From the First Apology of Saint Justin Martyr (100-165 A.D.)

OF THE EUCHARIST.

And this food is called among us Eukaristia [the Eucharist], of which no one is allowed to partake but the man who believes that the things which we teach are true, and who has been washed with the washing that is for the remission of sins, and unto regeneration, and who is so living as Christ has enjoined. For not as common bread and common drink do we receive these; but in like manner as Jesus Christ our Saviour, having been made flesh by the Word of God, had both flesh and blood for our salvation, so likewise have we been taught that the food which is blessed by the prayer of His word, and from which our blood and flesh by transmutation are nourished, is the flesh and blood of that Jesus who was made flesh. For the apostles, in the memoirs composed by them, which are called Gospels, have thus delivered unto us what was enjoined upon them; that Jesus took bread, and when He had given thanks, said, “This do ye in remembrance of Me, this is My body;” and that, after the same manner, having taken the cup and given thanks, He said, “This is My blood;” and gave it to them alone. Which the wicked devils have imitated in the mysteries of Mithras, commanding the same thing to be done. For, that bread and a cup of water are placed with certain incantations in the mystic rites of one who is being initiated, you either know or can learn.

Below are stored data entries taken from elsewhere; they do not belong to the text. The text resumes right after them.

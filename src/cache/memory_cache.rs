//! Cache en memoria con TTL
//!
//! Implementa `CacheOperations` sin infraestructura externa: se usa en
//! despliegues sin Redis y en los tests.

use std::collections::HashMap;
use std::time::{Duration, Instant};

use async_trait::async_trait;
use tokio::sync::RwLock;
use tracing::{debug, warn};

use super::{glob_to_regex, CacheOperations};

/// Entrada en cache con su expiración
#[derive(Debug, Clone)]
struct CachedEntry {
    value: String,
    expires_at: Instant,
}

/// Estadísticas del cache
#[derive(Debug, Default, Clone, PartialEq, Eq)]
pub struct CacheStats {
    pub hits: u64,
    pub misses: u64,
    pub entries_created: u64,
    pub entries_expired: u64,
}

#[derive(Default)]
pub struct MemoryCache {
    entries: RwLock<HashMap<String, CachedEntry>>,
    stats: RwLock<CacheStats>,
}

impl MemoryCache {
    pub fn new() -> Self {
        Self::default()
    }

    pub async fn get_stats(&self) -> CacheStats {
        self.stats.read().await.clone()
    }

    pub async fn size(&self) -> usize {
        self.entries.read().await.len()
    }

    /// Eliminar entradas expiradas
    pub async fn cleanup_expired(&self) -> u64 {
        let now = Instant::now();
        let mut entries = self.entries.write().await;
        let before = entries.len();
        entries.retain(|_, entry| entry.expires_at > now);
        let cleaned = (before - entries.len()) as u64;
        self.stats.write().await.entries_expired += cleaned;
        cleaned
    }
}

#[async_trait]
impl CacheOperations for MemoryCache {
    async fn get(&self, key: &str) -> Option<String> {
        let mut entries = self.entries.write().await;
        let mut stats = self.stats.write().await;

        match entries.get(key) {
            Some(entry) if entry.expires_at > Instant::now() => {
                stats.hits += 1;
                debug!("📥 Cache HIT para clave: {}", key);
                Some(entry.value.clone())
            }
            Some(_) => {
                entries.remove(key);
                stats.entries_expired += 1;
                stats.misses += 1;
                debug!("❌ Cache MISS (expirada) para clave: {}", key);
                None
            }
            None => {
                stats.misses += 1;
                debug!("❌ Cache MISS para clave: {}", key);
                None
            }
        }
    }

    async fn set(&self, key: &str, value: &str, ttl_seconds: u64) -> bool {
        let entry = CachedEntry {
            value: value.to_string(),
            expires_at: Instant::now() + Duration::from_secs(ttl_seconds),
        };
        self.entries.write().await.insert(key.to_string(), entry);
        self.stats.write().await.entries_created += 1;
        debug!("💾 Cache SET para clave: {} (TTL: {}s)", key, ttl_seconds);
        true
    }

    async fn delete(&self, key: &str) {
        self.entries.write().await.remove(key);
    }

    async fn delete_by_pattern(&self, pattern: &str) -> u64 {
        let re = match glob_to_regex(pattern) {
            Ok(re) => re,
            Err(e) => {
                warn!("⚠️ Patrón de cache inválido {}: {}", pattern, e);
                return 0;
            }
        };
        let mut entries = self.entries.write().await;
        let before = entries.len();
        entries.retain(|key, _| !re.is_match(key));
        let removed = (before - entries.len()) as u64;
        debug!("🗑️ Cache DELETE patrón {} (eliminados: {})", pattern, removed);
        removed
    }

    async fn is_available(&self) -> bool {
        true
    }
}

#[cfg(test)]
mod tests {
    use super::*;

    #[tokio::test]
    async fn test_cache_basic_operations() {
        let cache = MemoryCache::new();
        assert!(cache.set("afrozon:vehicle:vin:A", "{\"x\":1}", 60).await);
        assert_eq!(cache.get("afrozon:vehicle:vin:A").await.as_deref(), Some("{\"x\":1}"));
        assert_eq!(cache.get("missing").await, None);

        let stats = cache.get_stats().await;
        assert_eq!(stats.hits, 1);
        assert_eq!(stats.misses, 1);
        assert_eq!(stats.entries_created, 1);
    }

    #[tokio::test]
    async fn test_zero_ttl_expires_immediately() {
        let cache = MemoryCache::new();
        cache.set("k", "v", 0).await;
        assert_eq!(cache.get("k").await, None);
        assert_eq!(cache.get_stats().await.entries_expired, 1);
    }

    #[tokio::test]
    async fn test_delete_by_pattern() {
        let cache = MemoryCache::new();
        cache.set("afrozon:listings:aaa", "1", 60).await;
        cache.set("afrozon:listings:bbb", "2", 60).await;
        cache.set("afrozon:exchange_rate:USD:NGN", "1500", 60).await;

        assert_eq!(cache.delete_by_pattern("afrozon:listings:*").await, 2);
        assert_eq!(cache.size().await, 1);
        assert!(cache.get("afrozon:exchange_rate:USD:NGN").await.is_some());
    }

    #[tokio::test]
    async fn test_json_helpers_through_trait_object() {
        let cache: std::sync::Arc<dyn CacheOperations> = std::sync::Arc::new(MemoryCache::new());
        cache.set_json("k", &vec![1, 2, 3], 60).await;
        let value: Option<Vec<i32>> = cache.get_json("k").await;
        assert_eq!(value, Some(vec![1, 2, 3]));

        cache.set("bad", "not json", 60).await;
        let value: Option<Vec<i32>> = cache.get_json("bad").await;
        assert_eq!(value, None);
        assert_eq!(cache.get("bad").await, None);
    }
}
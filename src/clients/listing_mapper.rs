//! Normalización de las respuestas del proveedor de listados
//!
//! El proveedor devuelve campos presentes o ausentes según el anuncio; las
//! estructuras crudas son todas opcionales y `normalize_listing` es la única
//! puerta hacia las formas canónicas de `models::listing`.

use rust_decimal::Decimal;
use serde::Deserialize;
use serde_json::Value;
use std::str::FromStr;

use crate::models::listing::{ExternalListing, Photo, Specifications};
use crate::utils::vin::parse_vin;

/// Página de resultados de búsqueda
#[derive(Debug, Clone, Default, Deserialize)]
pub struct RawListingsPage {
    #[serde(default)]
    pub listings: Vec<RawListing>,
    pub num_found: Option<i64>,
}

#[derive(Debug, Clone, Default, Deserialize)]
pub struct RawListing {
    pub id: Option<String>,
    pub vin: Option<String>,
    pub heading: Option<String>,
    pub price: Option<Value>,
    pub miles: Option<Value>,
    pub exterior_color: Option<String>,
    // Algunos anuncios traen los datos de fabricación en la raíz
    pub make: Option<String>,
    pub model: Option<String>,
    pub year: Option<Value>,
    pub build: Option<RawBuild>,
    pub dealer: Option<RawDealer>,
    pub media: Option<RawMedia>,
}

#[derive(Debug, Clone, Default, Deserialize)]
pub struct RawBuild {
    pub year: Option<Value>,
    pub make: Option<String>,
    pub model: Option<String>,
    pub trim: Option<String>,
    pub body_type: Option<String>,
    pub fuel_type: Option<String>,
    pub transmission: Option<String>,
    pub drivetrain: Option<String>,
    pub engine: Option<String>,
    pub doors: Option<Value>,
    pub std_seating: Option<Value>,
}

#[derive(Debug, Clone, Default, Deserialize)]
pub struct RawDealer {
    pub name: Option<String>,
    pub city: Option<String>,
    pub state: Option<String>,
}

#[derive(Debug, Clone, Default, Deserialize)]
pub struct RawMedia {
    #[serde(default)]
    pub photo_links: Vec<String>,
}

#[derive(Debug, Clone, Default, Deserialize)]
pub struct RawSpecifications {
    pub engine: Option<String>,
    pub horsepower: Option<Value>,
    pub drivetrain: Option<String>,
    pub transmission: Option<String>,
    pub fuel_type: Option<String>,
    pub doors: Option<Value>,
    pub std_seating: Option<Value>,
    pub exterior_color: Option<String>,
    pub interior_color: Option<String>,
    #[serde(default)]
    pub features: Vec<String>,
}

/// Convertir un listado crudo a la forma canónica.
///
/// Devuelve `None` si falta un VIN válido, la marca, el modelo o el año.
pub fn normalize_listing(raw: &RawListing) -> Option<ExternalListing> {
    let vin = raw.vin.as_deref().and_then(parse_vin)?;
    let build = raw.build.clone().unwrap_or_default();

    let make = non_empty(build.make.as_ref().or(raw.make.as_ref()))?;
    let model = non_empty(build.model.as_ref().or(raw.model.as_ref()))?;
    let year = build
        .year
        .as_ref()
        .or(raw.year.as_ref())
        .and_then(value_to_i32)?;

    Some(ExternalListing {
        vin,
        listing_id: non_empty(raw.id.as_ref()),
        make,
        model,
        year,
        trim: non_empty(build.trim.as_ref()),
        price_usd: raw.price.as_ref().and_then(value_to_decimal),
        mileage: raw.miles.as_ref().and_then(value_to_i32),
        body_type: non_empty(build.body_type.as_ref()),
        fuel_type: non_empty(build.fuel_type.as_ref()),
        transmission: non_empty(build.transmission.as_ref()),
        exterior_color: non_empty(raw.exterior_color.as_ref()),
        region: raw.dealer.as_ref().and_then(|d| non_empty(d.state.as_ref())),
        dealer_name: raw.dealer.as_ref().and_then(|d| non_empty(d.name.as_ref())),
        photo_urls: raw
            .media
            .as_ref()
            .map(|m| clean_links(&m.photo_links))
            .unwrap_or_default(),
    })
}

/// Normalizar una página completa descartando los listados inválidos
pub fn normalize_page(page: &RawListingsPage) -> Vec<ExternalListing> {
    page.listings.iter().filter_map(normalize_listing).collect()
}

pub fn normalize_photos(media: &RawMedia) -> Vec<Photo> {
    clean_links(&media.photo_links)
        .into_iter()
        .enumerate()
        .map(|(index, url)| Photo {
            url,
            is_primary: index == 0,
            caption: None,
        })
        .collect()
}

pub fn normalize_specifications(raw: &RawSpecifications) -> Specifications {
    Specifications {
        engine: non_empty(raw.engine.as_ref()),
        horsepower: raw.horsepower.as_ref().and_then(value_to_i32),
        drivetrain: non_empty(raw.drivetrain.as_ref()),
        transmission: non_empty(raw.transmission.as_ref()),
        fuel_type: non_empty(raw.fuel_type.as_ref()),
        doors: raw.doors.as_ref().and_then(value_to_i32),
        seats: raw.std_seating.as_ref().and_then(value_to_i32),
        exterior_color: non_empty(raw.exterior_color.as_ref()),
        interior_color: non_empty(raw.interior_color.as_ref()),
        features: raw
            .features
            .iter()
            .map(|f| f.trim().to_string())
            .filter(|f| !f.is_empty())
            .collect(),
    }
}

fn non_empty(value: Option<&String>) -> Option<String> {
    value
        .map(|v| v.trim())
        .filter(|v| !v.is_empty())
        .map(str::to_string)
}

fn clean_links(links: &[String]) -> Vec<String> {
    links
        .iter()
        .map(|l| l.trim())
        .filter(|l| l.starts_with("http"))
        .map(str::to_string)
        .collect()
}

/// Números que llegan como número JSON o como texto ("$24,500")
fn value_to_decimal(value: &Value) -> Option<Decimal> {
    match value {
        Value::Number(n) => Decimal::from_str(&n.to_string()).ok(),
        Value::String(s) => {
            let cleaned: String = s
                .chars()
                .filter(|c| c.is_ascii_digit() || *c == '.' || *c == '-')
                .collect();
            Decimal::from_str(&cleaned).ok()
        }
        _ => None,
    }
}

fn value_to_i32(value: &Value) -> Option<i32> {
    let decimal = value_to_decimal(value)?;
    decimal.trunc().to_string().parse().ok()
}

#[cfg(test)]
mod tests {
    use super::*;
    use rust_decimal_macros::dec;
    use serde_json::json;

    fn raw(value: serde_json::Value) -> RawListing {
        serde_json::from_value(value).unwrap()
    }

    #[test]
    fn test_normalize_nested_build() {
        let listing = normalize_listing(&raw(json!({
            "id": "abc-1",
            "vin": "1hgcm82633a004352",
            "price": 24500,
            "miles": "38,120",
            "build": { "year": 2021, "make": "Honda", "model": "Accord", "body_type": "Sedan" },
            "dealer": { "name": "Best Cars", "state": "TX" },
            "media": { "photo_links": ["https://img/1.jpg", "", "https://img/2.jpg"] }
        })))
        .unwrap();

        assert_eq!(listing.vin, "1HGCM82633A004352");
        assert_eq!(listing.price_usd, Some(dec!(24500)));
        assert_eq!(listing.mileage, Some(38120));
        assert_eq!(listing.region.as_deref(), Some("TX"));
        assert_eq!(listing.photo_urls.len(), 2);
    }

    #[test]
    fn test_normalize_flat_fields_and_string_price() {
        let listing = normalize_listing(&raw(json!({
            "vin": "5YJSA1E26HF000001",
            "make": "Tesla",
            "model": "Model S",
            "year": "2017",
            "price": "$31,999.50"
        })))
        .unwrap();
        assert_eq!(listing.year, 2017);
        assert_eq!(listing.price_usd, Some(dec!(31999.50)));
        assert!(listing.photo_urls.is_empty());
    }

    #[test]
    fn test_listings_without_identity_are_discarded() {
        assert!(normalize_listing(&raw(json!({ "make": "Honda", "model": "Civic", "year": 2020 }))).is_none());
        assert!(normalize_listing(&raw(json!({ "vin": "BAD", "make": "Honda", "model": "Civic", "year": 2020 }))).is_none());
        assert!(normalize_listing(&raw(json!({ "vin": "1HGCM82633A004352", "model": "Civic", "year": 2020 }))).is_none());

        let page: RawListingsPage = serde_json::from_value(json!({
            "num_found": 2,
            "listings": [
                { "vin": "1HGCM82633A004352", "make": "Honda", "model": "Accord", "year": 2003 },
                { "vin": null }
            ]
        }))
        .unwrap();
        assert_eq!(normalize_page(&page).len(), 1);
    }

    #[test]
    fn test_normalize_specifications() {
        let specs: RawSpecifications = serde_json::from_value(json!({
            "engine": "2.0L I4",
            "horsepower": "252",
            "std_seating": 5,
            "features": ["Sunroof", " "]
        }))
        .unwrap();
        let specs = normalize_specifications(&specs);
        assert_eq!(specs.horsepower, Some(252));
        assert_eq!(specs.seats, Some(5));
        assert_eq!(specs.features, vec!["Sunroof"]);
    }
}
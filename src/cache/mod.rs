//! Cache
//!
//! Este módulo contiene el cache clave/valor con TTL. Cualquier falla de
//! infraestructura se degrada a semántica de "miss": ningún método falla.

pub mod cache_config;
pub mod memory_cache;
pub mod redis_client;

use async_trait::async_trait;
use serde::{de::DeserializeOwned, Serialize};
use tracing::warn;

pub use cache_config::{CacheConfig, CacheKeys};
pub use memory_cache::MemoryCache;
pub use redis_client::RedisClient;

/// Operaciones de cache
#[async_trait]
pub trait CacheOperations: Send + Sync {
    /// Valor crudo o `None` en miss / cache no disponible
    async fn get(&self, key: &str) -> Option<String>;

    /// `true` si el valor quedó guardado
    async fn set(&self, key: &str, value: &str, ttl_seconds: u64) -> bool;

    async fn delete(&self, key: &str);

    /// Eliminar todas las claves que coinciden con un glob (`*`, `?`)
    async fn delete_by_pattern(&self, pattern: &str) -> u64;

    /// Capacidad: el backend está conectado
    async fn is_available(&self) -> bool;
}

impl dyn CacheOperations {
    /// Leer y deserializar JSON; un valor corrupto cuenta como miss
    pub async fn get_json<T: DeserializeOwned>(&self, key: &str) -> Option<T> {
        let raw = self.get(key).await?;
        match serde_json::from_str(&raw) {
            Ok(value) => Some(value),
            Err(e) => {
                warn!("⚠️ Valor de cache inválido para clave {}: {}", key, e);
                self.delete(key).await;
                None
            }
        }
    }

    pub async fn set_json<T: Serialize + Sync>(&self, key: &str, value: &T, ttl_seconds: u64) -> bool {
        match serde_json::to_string(value) {
            Ok(serialized) => self.set(key, &serialized, ttl_seconds).await,
            Err(e) => {
                warn!("⚠️ No se pudo serializar valor para clave {}: {}", key, e);
                false
            }
        }
    }
}

/// Convertir un glob de Redis a regex anclada
pub(crate) fn glob_to_regex(pattern: &str) -> Result<regex::Regex, regex::Error> {
    let mut expr = String::with_capacity(pattern.len() + 2);
    expr.push('^');
    for ch in pattern.chars() {
        match ch {
            '*' => expr.push_str(".*"),
            '?' => expr.push('.'),
            other => expr.push_str(&regex::escape(&other.to_string())),
        }
    }
    expr.push('$');
    regex::Regex::new(&expr)
}

#[cfg(test)]
mod tests {
    use super::*;

    #[test]
    fn test_glob_to_regex() {
        let re = glob_to_regex("afrozon:listings:*").unwrap();
        assert!(re.is_match("afrozon:listings:abc123"));
        assert!(!re.is_match("afrozon:vehicle:vin:X"));

        let re = glob_to_regex("a?c.d").unwrap();
        assert!(re.is_match("abc.d"));
        assert!(!re.is_match("abcxd"));
    }
}
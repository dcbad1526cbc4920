//! Identidad del actor
//!
//! La autenticación la hace el gateway; este extractor solo lee los headers
//! `X-User-Id` y `X-User-Role` que el gateway agrega a cada request.

use axum::{async_trait, extract::FromRequestParts, http::request::Parts};
use uuid::Uuid;

use crate::models::auth::{Actor, UserRole};
use crate::utils::errors::{invalid_argument, AppError};

pub const USER_ID_HEADER: &str = "x-user-id";
pub const USER_ROLE_HEADER: &str = "x-user-role";

fn header<'a>(parts: &'a Parts, name: &str) -> Option<&'a str> {
    parts
        .headers
        .get(name)
        .and_then(|value| value.to_str().ok())
        .map(str::trim)
        .filter(|value| !value.is_empty())
}

#[async_trait]
impl<S> FromRequestParts<S> for Actor
where
    S: Send + Sync,
{
    type Rejection = AppError;

    async fn from_request_parts(parts: &mut Parts, _state: &S) -> Result<Self, Self::Rejection> {
        let raw_id = header(parts, USER_ID_HEADER)
            .ok_or_else(|| AppError::Forbidden("authenticated user required".to_string()))?;
        let id = Uuid::parse_str(raw_id)
            .map_err(|_| invalid_argument(format!("invalid {} header", USER_ID_HEADER)))?;

        let role = match header(parts, USER_ROLE_HEADER) {
            Some(raw) => UserRole::from_str(raw)
                .ok_or_else(|| invalid_argument(format!("unknown role '{}'", raw)))?,
            None => UserRole::Customer,
        };

        Ok(Actor { id, role })
    }
}

#[cfg(test)]
mod tests {
    use super::*;
    use axum::http::Request;

    async fn extract(builder: axum::http::request::Builder) -> Result<Actor, AppError> {
        let (mut parts, _) = builder.body(()).unwrap().into_parts();
        Actor::from_request_parts(&mut parts, &()).await
    }

    #[tokio::test]
    async fn test_actor_from_headers() {
        let id = Uuid::new_v4();
        let actor = extract(
            Request::builder()
                .header(USER_ID_HEADER, id.to_string())
                .header(USER_ROLE_HEADER, "admin"),
        )
        .await
        .unwrap();
        assert_eq!(actor, Actor::admin(id));

        let customer = extract(Request::builder().header(USER_ID_HEADER, id.to_string()))
            .await
            .unwrap();
        assert_eq!(customer.role, UserRole::Customer);
    }

    #[tokio::test]
    async fn test_missing_or_malformed_identity() {
        assert!(matches!(extract(Request::builder()).await, Err(AppError::Forbidden(_))));
        assert!(matches!(
            extract(Request::builder().header(USER_ID_HEADER, "nope")).await,
            Err(AppError::InvalidArgument(_))
        ));
        assert!(matches!(
            extract(
                Request::builder()
                    .header(USER_ID_HEADER, Uuid::new_v4().to_string())
                    .header(USER_ROLE_HEADER, "root")
            )
            .await,
            Err(AppError::InvalidArgument(_))
        ));
    }
}
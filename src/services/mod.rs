//! Services module
//!
//! Este módulo contiene la lógica de negocio: resolución de vehículos,
//! inventario, precios, órdenes y pagos.

pub mod inventory_service;
pub mod order_service;
pub mod payment_service;
pub mod pricing_service;
pub mod vehicle_refresh;
pub mod vehicle_resolution;

pub use inventory_service::InventoryService;
pub use order_service::{OrderConfig, OrderService};
pub use payment_service::{ManualPaymentGateway, PaymentGateway, PaymentService};
pub use pricing_service::{PricingConfig, PricingService};
pub use vehicle_refresh::VehicleRefresher;
pub use vehicle_resolution::{IdentifierKind, ResolutionConfig, VehicleResolutionEngine};
#[async_trait]
impl OrderStore for MemoryOrderStore {
    async fn insert(&self, order: &Order) -> AppResult<()> {
        let mut orders = self.orders.write().await;
        if orders.values().any(|o| o.request_number == order.request_number) {
            return Err(conflict_error("Order", "request number", &order.request_number));
        }
        orders.insert(order.id, order.clone());
        Ok(())
    }

    async fn find_by_id(&self, id: Uuid) -> AppResult<Option<Order>> {
        Ok(self.orders.read().await.get(&id).cloned())
    }

    async fn find_many(&self, ids: &[Uuid]) -> AppResult<Vec<Order>> {
        let orders = self.orders.read().await;
        Ok(ids.iter().filter_map(|id| orders.get(id).cloned()).collect())
    }

    async fn list(&self, filter: &OrderFilter, pagination: Pagination) -> AppResult<(Vec<Order>, i64)> {
        let orders = self.orders.read().await;
        let mut matches: Vec<Order> = orders
            .values()
            .filter(|o| filter.user_id.map_or(true, |u| o.user_id == u))
            .filter(|o| filter.status.map_or(true, |s| o.status == s))
            .cloned()
            .collect();
        matches.sort_by(|a, b| b.created_at.cmp(&a.created_at));
        let total = matches.len() as i64;
        Ok((page_of(&matches, pagination), total))
    }

    async fn transition(
        &self,
        transition: &StatusTransition,
        cancellation: Option<&Cancellation>,
    ) -> AppResult<Order> {
        let mut orders = self.orders.write().await;
        Self::check_expected(&orders, transition)?;
        Self::modify(&mut orders, transition.order_id, |order| {
            order.apply_transition(transition.next, transition.actor, transition.at);
            if let Some(cancellation) = cancellation {
                order.cancellation = Some(cancellation.clone());
            }
        })
    }

    async fn apply_batch(&self, transitions: &[StatusTransition]) -> AppResult<Vec<Order>> {
        let mut orders = self.orders.write().await;
        // Verificar todo antes de escribir: bajo el mismo lock equivale a una transacción
        for transition in transitions {
            Self::check_expected(&orders, transition)?;
        }

        transitions
            .iter()
            .map(|t| {
                Self::modify(&mut orders, t.order_id, |order| {
                    order.apply_transition(t.next, t.actor, t.at)
                })
            })
            .collect()
    }

    async fn set_refund_request(&self, order_id: Uuid, request: &RefundRequest) -> AppResult<Order> {
        let mut orders = self.orders.write().await;
        let already = orders
            .get(&order_id)
            .ok_or_else(|| not_found_error("Order", &order_id.to_string()))?
            .refund_request
            .is_some();
        if already {
            return Err(AppError::Conflict(format!(
                "A refund has already been requested for order {}",
                order_id
            )));
        }
        Self::modify(&mut orders, order_id, |order| {
            order.refund_request = Some(request.clone());
            order.updated_at = request.requested_at;
        })
    }

    async fn set_priority(&self, order_id: Uuid, priority: OrderPriority) -> AppResult<Order> {
        let mut orders = self.orders.write().await;
        Self::modify(&mut orders, order_id, |order| {
            order.priority = priority;
            order.updated_at = Utc::now();
        })
    }

    async fn set_tags(&self, order_id: Uuid, tags: &[String]) -> AppResult<Order> {
        let mut orders = self.orders.write().await;
        Self::modify(&mut orders, order_id, |order| {
            order.tags = tags.to_vec();
            order.updated_at = Utc::now();
        })
    }

    async fn add_note(&self, note: &AdminNote) -> AppResult<()> {
        self.notes.write().await.push(note.clone());
        Ok(())
    }

    async fn list_notes(&self, order_id: Uuid, include_internal: bool) -> AppResult<Vec<AdminNote>> {
        Ok(self
            .notes
            .read()
            .await
            .iter()
            .filter(|n| n.order_id == order_id && (include_internal || !n.is_internal))
            .cloned()
            .collect())
    }

    async fn insert_payment(&self, payment: &Payment) -> AppResult<()> {
        let mut payments = self.payments.write().await;
        if payments.values().any(|p| p.reference == payment.reference) {
            return Err(conflict_error("Payment", "reference", &payment.reference));
        }
        payments.insert(payment.id, payment.clone());
        Ok(())
    }

    async fn find_payment_by_reference(&self, reference: &str) -> AppResult<Option<Payment>> {
        Ok(self
            .payments
            .read()
            .await
            .values()
            .find(|p| p.reference == reference)
            .cloned())
    }

    async fn list_payments(&self, order_id: Uuid) -> AppResult<Vec<Payment>> {
        let mut payments: Vec<Payment> = self
            .payments
            .read()
            .await
            .values()
            .filter(|p| p.order_id == order_id)
            .cloned()
            .collect();
        payments.sort_by_key(|p| p.created_at);
        Ok(payments)
    }

    async fn complete_payment(
        &self,
        payment_id: Uuid,
        completed_at: DateTime<Utc>,
        amount_usd: Decimal,
        transition: Option<&StatusTransition>,
    ) -> AppResult<(Payment, Order)> {
        let mut payments = self.payments.write().await;
        let mut orders = self.orders.write().await;

        let payment = payments
            .get(&payment_id)
            .ok_or_else(|| not_found_error("Payment", &payment_id.to_string()))?;
        if payment.status != PaymentStatus::Pending {
            return Err(AppError::Conflict(format!("Payment {} is no longer pending", payment_id)));
        }
        let order_id = payment.order_id;
        if !orders.contains_key(&order_id) {
            return Err(not_found_error("Order", &order_id.to_string()));
        }
        if let Some(transition) = transition {
            Self::check_expected(&orders, transition)?;
        }

        // Validado todo: aplicar ambos cambios
        let order = Self::modify(&mut orders, order_id, |order| {
            order.amount_paid_usd += amount_usd;
            order.updated_at = completed_at;
            if let Some(t) = transition {
                order.apply_transition(t.next, t.actor, t.at);
            }
        })?;
        let payment = payments
            .get_mut(&payment_id)
            .ok_or_else(|| not_found_error("Payment", &payment_id.to_string()))?;
        payment.status = PaymentStatus::Completed;
        payment.completed_at = Some(completed_at);

        Ok((payment.clone(), order))
    }
}
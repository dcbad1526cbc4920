//! Configuración del proyecto
//!
//! Este módulo contiene la configuración de base de datos, variables de entorno
//! y las configuraciones derivadas de cada componente.

pub mod database;
pub mod environment;

pub use database::DatabaseConfig;
pub use environment::EnvironmentConfig;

WEEKLY WORSHIP OF THE CHRISTIANS.

And we afterward continually remind each other of these things. And the wealthy among us help the needy; and we always keep together; and for all things wherewith we are supplied, we bless the Maker of all through His Son Jesus Christ, and through the Holy Ghost. And on the day called Sunday, all who live in cities or in the country gather together to one place, and the memoirs of the apostles or the writings of the prophets are read, as long as time permits; then, when the reader has ceased, the president verbally instructs, and exhorts to the imitation of these good things. Then we all rise together and pray, and, as we before said, when our prayer is ended, bread and wine and water are brought, and the president in like manner offers prayers and thanksgivings, according to his ability, and the people assent, saying Amen; and there is a distribution to each, and a participation of that over which thanks have been given, and to those who are absent a portion is sent by the deacons. And they who are well to do, and willing, give what each thinks fit; and what is collected is deposited with the president, who succours the orphans and widows and those who, through sickness or any other cause, are in want, and those who are in bonds and the strangers sojourning among us, and in a word takes care of all who are in need. But Sunday is the day on which we all hold our common assembly because it is the first day on which God, having wrought a change in the darkness and matter, made the world; and Jesus Christ our Saviour on the same day rose from the dead. For He was crucified on the day before that of Saturn (Saturday); and on the day after that of Saturn, which is the day of the Sun, having appeared to His apostles and disciples, He taught them these things, which we have submitted to you also for your consideration.